Going through members of a C++ class - c++

As far as I know, if I have a class such as the following:
class TileSurface{
public:
Tile * tile;
enum Type{
Top,
Left,
Right
};
Type type;
Point2D screenverts[4]; // it's a rectangle.. so..
TileSurface(Tile * thetile, Type thetype);
};
There's no easy way to programatically (using templates or whatever) go through each member and do things like print their types (for example, typeinfo's typeid(Tile).name()).
Being able to loop through them would be a useful and easy way to generate class size reports, etc. Is this impossible to do, or is there a way (even using external tools) for this?

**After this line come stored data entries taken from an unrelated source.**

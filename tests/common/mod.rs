#![allow(dead_code)]

use datalake_utils::{
    Authenticator, ConfigSource, Credentials, DataLakeFileSystem, DatalakeError, MemoryFileSystem,
    ResolvedCredentials, Result, StorageClient, TransferOptions,
};
use parking_lot::Mutex;
use serde_json::json;
use std::path::Path;
use std::sync::atomic::{AtomicUsize, Ordering};
use std::sync::Arc;

/// In-memory filesystem that remembers which paths were read and which bulk
/// transfers were requested, so tests can assert on delegation.
#[derive(Default)]
pub struct RecordingFs {
    pub inner: MemoryFileSystem,
    pub reads: Mutex<Vec<String>>,
    pub uploads: Mutex<Vec<String>>,
    pub downloads: Mutex<Vec<String>>,
}

impl RecordingFs {
    pub fn new() -> Arc<Self> {
        Arc::new(Self::default())
    }
    pub fn reads(&self) -> Vec<String> {
        self.reads.lock().clone()
    }
    pub fn uploads(&self) -> Vec<String> {
        self.uploads.lock().clone()
    }
    pub fn downloads(&self) -> Vec<String> {
        self.downloads.lock().clone()
    }
}

impl DataLakeFileSystem for RecordingFs {
    fn list(&self, path: &str) -> Result<Vec<String>> {
        self.inner.list(path)
    }
    fn exists(&self, path: &str) -> Result<bool> {
        self.inner.exists(path)
    }
    fn read(&self, path: &str) -> Result<Vec<u8>> {
        self.reads.lock().push(path.to_string());
        self.inner.read(path)
    }
    fn write(&self, path: &str, data: &[u8]) -> Result<()> {
        self.inner.write(path, data)
    }
    fn append(&self, path: &str, data: &[u8]) -> Result<()> {
        self.inner.append(path, data)
    }
    fn delete(&self, path: &str) -> Result<()> {
        self.inner.delete(path)
    }
    fn upload_bulk(&self, local: &Path, remote: &str, opts: &TransferOptions) -> Result<()> {
        self.uploads.lock().push(remote.to_string());
        self.inner.upload_bulk(local, remote, opts)
    }
    fn download_bulk(&self, remote: &str, local: &Path, opts: &TransferOptions) -> Result<()> {
        self.downloads.lock().push(remote.to_string());
        self.inner.download_bulk(remote, local, opts)
    }
}

pub fn client_for(fs: &Arc<RecordingFs>) -> StorageClient {
    StorageClient::from_filesystem("teststore", fs.clone())
}

/// Config source that counts how often it was consulted.
pub struct CountingSource {
    pub creds: Credentials,
    pub calls: AtomicUsize,
}

impl CountingSource {
    pub fn new(creds: Credentials) -> Self {
        Self { creds, calls: AtomicUsize::new(0) }
    }
    pub fn calls(&self) -> usize {
        self.calls.load(Ordering::SeqCst)
    }
}

impl ConfigSource for CountingSource {
    fn load(&self) -> Result<Credentials> {
        self.calls.fetch_add(1, Ordering::SeqCst);
        Ok(self.creds.clone())
    }
}

/// Authenticator that accepts one secret and hands out an in-memory filesystem.
pub struct FakeAuth {
    pub accepted_secret: String,
    pub seen: Mutex<Vec<ResolvedCredentials>>,
}

impl FakeAuth {
    pub fn accepting(secret: &str) -> Self {
        Self { accepted_secret: secret.to_string(), seen: Mutex::new(Vec::new()) }
    }
}

impl Authenticator for FakeAuth {
    fn authenticate(&self, credentials: &ResolvedCredentials) -> Result<Arc<dyn DataLakeFileSystem>> {
        self.seen.lock().push(credentials.clone());
        if credentials.client_secret != self.accepted_secret {
            return Err(DatalakeError::Configuration("authentication rejected".into()));
        }
        Ok(Arc::new(MemoryFileSystem::new()))
    }
}

pub fn full_credentials() -> Credentials {
    Credentials {
        store_name: Some("sociallake".into()),
        tenant_id: Some("tenant".into()),
        client_id: Some("client".into()),
        client_secret: Some("secret".into()),
    }
}

/// NDJSON body for the given records, one per line, trailing newline included.
pub fn ndjson(records: &[serde_json::Value]) -> Vec<u8> {
    let mut out = String::new();
    for r in records {
        out.push_str(&r.to_string());
        out.push('\n');
    }
    out.into_bytes()
}

/// Three records, the second of them a retweet.
pub fn social_file(prefix: &str) -> Vec<u8> {
    ndjson(&[
        json!({"content": format!("{prefix} one"), "contentId": format!("{prefix}-1"),
               "connectionType": "post", "authorScreenName": "alice", "lang": "en"}),
        json!({"content": format!("{prefix} rt"), "contentId": format!("{prefix}-2"),
               "connectionType": "retweet", "authorScreenName": "bob", "lang": "en"}),
        json!({"content": format!("{prefix} two"), "contentId": format!("{prefix}-3"),
               "connectionType": "reply", "authorScreenName": "carol", "parentContentId": format!("{prefix}-1")}),
    ])
}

Simply not possible in C++. You would need something like Reflection to implement this, which C++ doesn't have.
As far as your code is concerned after it is compiled, the "class" doesn't exist -- the names of the variables as well as their types have no meaning in assembly, and therefore they aren't encoded into the binary.
(Note: When I say "Not possible in C++" I mean "not possible to do built into the language" -- you could of course write a C++ parser in C++ which could implement this sort of thing...)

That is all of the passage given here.